- Your instructions: Pick out all lines with the word "Some" from the records that follow.
[Dataset records — start]
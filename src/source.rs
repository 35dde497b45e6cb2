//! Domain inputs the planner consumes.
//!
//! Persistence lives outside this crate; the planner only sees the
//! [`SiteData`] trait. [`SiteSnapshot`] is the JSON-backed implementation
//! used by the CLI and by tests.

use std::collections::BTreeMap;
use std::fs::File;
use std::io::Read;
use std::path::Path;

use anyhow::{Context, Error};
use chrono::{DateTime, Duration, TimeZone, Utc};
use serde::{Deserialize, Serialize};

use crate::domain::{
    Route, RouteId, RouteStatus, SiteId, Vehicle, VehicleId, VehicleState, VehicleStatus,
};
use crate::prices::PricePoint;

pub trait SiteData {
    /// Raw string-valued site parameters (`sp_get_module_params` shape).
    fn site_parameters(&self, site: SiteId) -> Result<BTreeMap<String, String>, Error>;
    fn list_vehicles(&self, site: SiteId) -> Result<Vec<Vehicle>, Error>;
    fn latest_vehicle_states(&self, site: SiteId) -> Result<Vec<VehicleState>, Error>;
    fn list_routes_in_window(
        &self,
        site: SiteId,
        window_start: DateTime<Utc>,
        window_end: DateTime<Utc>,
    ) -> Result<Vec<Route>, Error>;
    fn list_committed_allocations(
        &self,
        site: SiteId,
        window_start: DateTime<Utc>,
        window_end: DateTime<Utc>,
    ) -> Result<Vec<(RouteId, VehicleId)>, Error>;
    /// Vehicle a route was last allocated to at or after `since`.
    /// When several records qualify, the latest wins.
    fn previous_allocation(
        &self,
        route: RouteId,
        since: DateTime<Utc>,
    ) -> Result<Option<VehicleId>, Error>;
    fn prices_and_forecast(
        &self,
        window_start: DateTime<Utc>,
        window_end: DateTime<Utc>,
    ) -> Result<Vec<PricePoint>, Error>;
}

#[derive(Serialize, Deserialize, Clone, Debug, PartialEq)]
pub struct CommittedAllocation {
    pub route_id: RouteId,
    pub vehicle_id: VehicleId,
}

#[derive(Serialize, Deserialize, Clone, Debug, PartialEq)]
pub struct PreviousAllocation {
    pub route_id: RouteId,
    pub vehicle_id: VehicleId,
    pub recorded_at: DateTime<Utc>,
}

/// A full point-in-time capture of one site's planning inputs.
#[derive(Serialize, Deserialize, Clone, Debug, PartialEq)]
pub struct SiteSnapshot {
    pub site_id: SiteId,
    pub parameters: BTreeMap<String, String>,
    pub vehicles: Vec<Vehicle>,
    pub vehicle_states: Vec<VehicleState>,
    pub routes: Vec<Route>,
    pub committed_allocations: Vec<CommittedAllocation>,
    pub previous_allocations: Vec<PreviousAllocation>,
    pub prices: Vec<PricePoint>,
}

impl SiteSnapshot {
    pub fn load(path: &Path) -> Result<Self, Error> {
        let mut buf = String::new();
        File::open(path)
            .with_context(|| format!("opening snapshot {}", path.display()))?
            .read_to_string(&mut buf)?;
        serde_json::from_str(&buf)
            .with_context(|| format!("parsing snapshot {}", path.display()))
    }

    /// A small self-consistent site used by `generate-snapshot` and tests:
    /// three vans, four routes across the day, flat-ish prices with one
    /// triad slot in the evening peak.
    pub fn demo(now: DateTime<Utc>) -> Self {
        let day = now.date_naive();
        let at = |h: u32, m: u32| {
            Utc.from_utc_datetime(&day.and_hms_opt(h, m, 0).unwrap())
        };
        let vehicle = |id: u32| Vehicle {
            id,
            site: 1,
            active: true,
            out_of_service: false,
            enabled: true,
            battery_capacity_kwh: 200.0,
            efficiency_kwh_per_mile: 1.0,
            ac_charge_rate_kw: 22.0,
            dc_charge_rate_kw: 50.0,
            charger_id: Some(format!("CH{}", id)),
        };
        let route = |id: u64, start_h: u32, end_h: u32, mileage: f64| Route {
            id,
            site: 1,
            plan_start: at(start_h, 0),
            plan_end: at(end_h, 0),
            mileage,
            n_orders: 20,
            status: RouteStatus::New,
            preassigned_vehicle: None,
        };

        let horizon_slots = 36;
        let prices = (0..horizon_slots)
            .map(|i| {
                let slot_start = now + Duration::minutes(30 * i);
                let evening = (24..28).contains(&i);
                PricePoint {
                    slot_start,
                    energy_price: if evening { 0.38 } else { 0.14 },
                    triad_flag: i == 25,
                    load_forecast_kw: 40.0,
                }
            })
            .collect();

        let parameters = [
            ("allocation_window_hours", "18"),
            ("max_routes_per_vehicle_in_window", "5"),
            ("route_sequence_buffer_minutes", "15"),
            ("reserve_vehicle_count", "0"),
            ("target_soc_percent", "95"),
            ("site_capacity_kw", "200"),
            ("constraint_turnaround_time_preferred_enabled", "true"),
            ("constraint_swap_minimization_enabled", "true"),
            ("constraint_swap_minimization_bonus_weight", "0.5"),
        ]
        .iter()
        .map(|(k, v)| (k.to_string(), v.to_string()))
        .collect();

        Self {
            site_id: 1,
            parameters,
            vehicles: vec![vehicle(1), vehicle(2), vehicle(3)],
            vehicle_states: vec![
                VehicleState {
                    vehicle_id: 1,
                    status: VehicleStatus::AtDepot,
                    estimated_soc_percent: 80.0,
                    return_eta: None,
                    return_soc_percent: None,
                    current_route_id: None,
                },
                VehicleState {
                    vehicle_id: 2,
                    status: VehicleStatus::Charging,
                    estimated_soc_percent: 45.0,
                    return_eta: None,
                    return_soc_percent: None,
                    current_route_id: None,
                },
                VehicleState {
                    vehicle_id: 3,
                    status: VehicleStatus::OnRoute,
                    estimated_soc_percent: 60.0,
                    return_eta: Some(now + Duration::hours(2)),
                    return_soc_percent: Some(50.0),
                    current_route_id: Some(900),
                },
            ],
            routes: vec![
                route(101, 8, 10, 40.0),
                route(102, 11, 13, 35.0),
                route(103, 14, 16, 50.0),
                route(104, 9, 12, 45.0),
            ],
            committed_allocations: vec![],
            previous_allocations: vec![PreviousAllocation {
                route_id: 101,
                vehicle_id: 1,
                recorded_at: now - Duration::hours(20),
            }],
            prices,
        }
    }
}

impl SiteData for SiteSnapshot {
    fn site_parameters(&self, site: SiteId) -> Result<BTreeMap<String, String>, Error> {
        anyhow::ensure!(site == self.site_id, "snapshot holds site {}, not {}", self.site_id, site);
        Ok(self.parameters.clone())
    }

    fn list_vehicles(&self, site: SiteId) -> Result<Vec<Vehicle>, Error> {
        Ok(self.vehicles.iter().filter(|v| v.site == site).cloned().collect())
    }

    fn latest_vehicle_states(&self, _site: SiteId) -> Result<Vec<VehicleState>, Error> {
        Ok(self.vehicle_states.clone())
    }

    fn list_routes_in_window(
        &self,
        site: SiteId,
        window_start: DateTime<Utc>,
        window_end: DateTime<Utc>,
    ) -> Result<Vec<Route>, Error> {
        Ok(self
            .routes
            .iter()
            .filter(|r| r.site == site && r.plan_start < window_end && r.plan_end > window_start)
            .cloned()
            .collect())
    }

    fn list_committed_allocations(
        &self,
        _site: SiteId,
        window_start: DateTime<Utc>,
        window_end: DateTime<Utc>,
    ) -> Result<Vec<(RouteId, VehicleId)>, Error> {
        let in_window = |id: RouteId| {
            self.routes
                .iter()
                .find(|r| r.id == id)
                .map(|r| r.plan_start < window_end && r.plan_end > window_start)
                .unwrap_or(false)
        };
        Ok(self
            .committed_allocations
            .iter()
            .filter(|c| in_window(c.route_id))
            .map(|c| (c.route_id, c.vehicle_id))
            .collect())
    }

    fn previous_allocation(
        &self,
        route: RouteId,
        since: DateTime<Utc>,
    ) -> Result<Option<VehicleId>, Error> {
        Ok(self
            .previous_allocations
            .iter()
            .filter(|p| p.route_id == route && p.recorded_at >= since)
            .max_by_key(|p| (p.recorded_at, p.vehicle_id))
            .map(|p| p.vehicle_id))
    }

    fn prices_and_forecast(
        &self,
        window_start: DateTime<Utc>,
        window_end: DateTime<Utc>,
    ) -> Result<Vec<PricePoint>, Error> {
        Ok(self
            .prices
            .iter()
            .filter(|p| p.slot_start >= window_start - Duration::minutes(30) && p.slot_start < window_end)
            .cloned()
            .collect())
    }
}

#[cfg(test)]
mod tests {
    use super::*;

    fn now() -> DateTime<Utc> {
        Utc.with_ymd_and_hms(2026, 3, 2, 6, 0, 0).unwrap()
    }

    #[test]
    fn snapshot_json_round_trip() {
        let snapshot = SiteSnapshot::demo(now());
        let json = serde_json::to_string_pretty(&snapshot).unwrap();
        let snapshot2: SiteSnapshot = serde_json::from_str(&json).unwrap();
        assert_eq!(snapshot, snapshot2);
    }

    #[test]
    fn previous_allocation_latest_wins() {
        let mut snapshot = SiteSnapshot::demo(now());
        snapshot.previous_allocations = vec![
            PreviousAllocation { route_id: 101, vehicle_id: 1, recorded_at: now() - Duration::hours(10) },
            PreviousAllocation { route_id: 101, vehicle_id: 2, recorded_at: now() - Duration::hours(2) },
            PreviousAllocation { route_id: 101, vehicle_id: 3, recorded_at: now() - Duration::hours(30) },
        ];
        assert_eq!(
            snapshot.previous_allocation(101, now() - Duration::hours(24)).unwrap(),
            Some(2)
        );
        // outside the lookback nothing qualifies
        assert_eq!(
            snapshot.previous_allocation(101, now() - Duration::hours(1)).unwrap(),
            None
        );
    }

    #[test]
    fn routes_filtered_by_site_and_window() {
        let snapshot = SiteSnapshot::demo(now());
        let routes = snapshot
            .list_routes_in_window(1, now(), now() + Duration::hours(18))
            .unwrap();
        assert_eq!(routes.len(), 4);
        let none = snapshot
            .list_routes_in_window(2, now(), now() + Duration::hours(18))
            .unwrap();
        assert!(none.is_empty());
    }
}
[Dataset records — finish]
- Answer below:
            charger_id: Some(format!("CH{}", id)),
                    return_eta: Some(now + Duration::hours(2)),
                    return_soc_percent: Some(50.0),
                    current_route_id: Some(900),
            Some(2)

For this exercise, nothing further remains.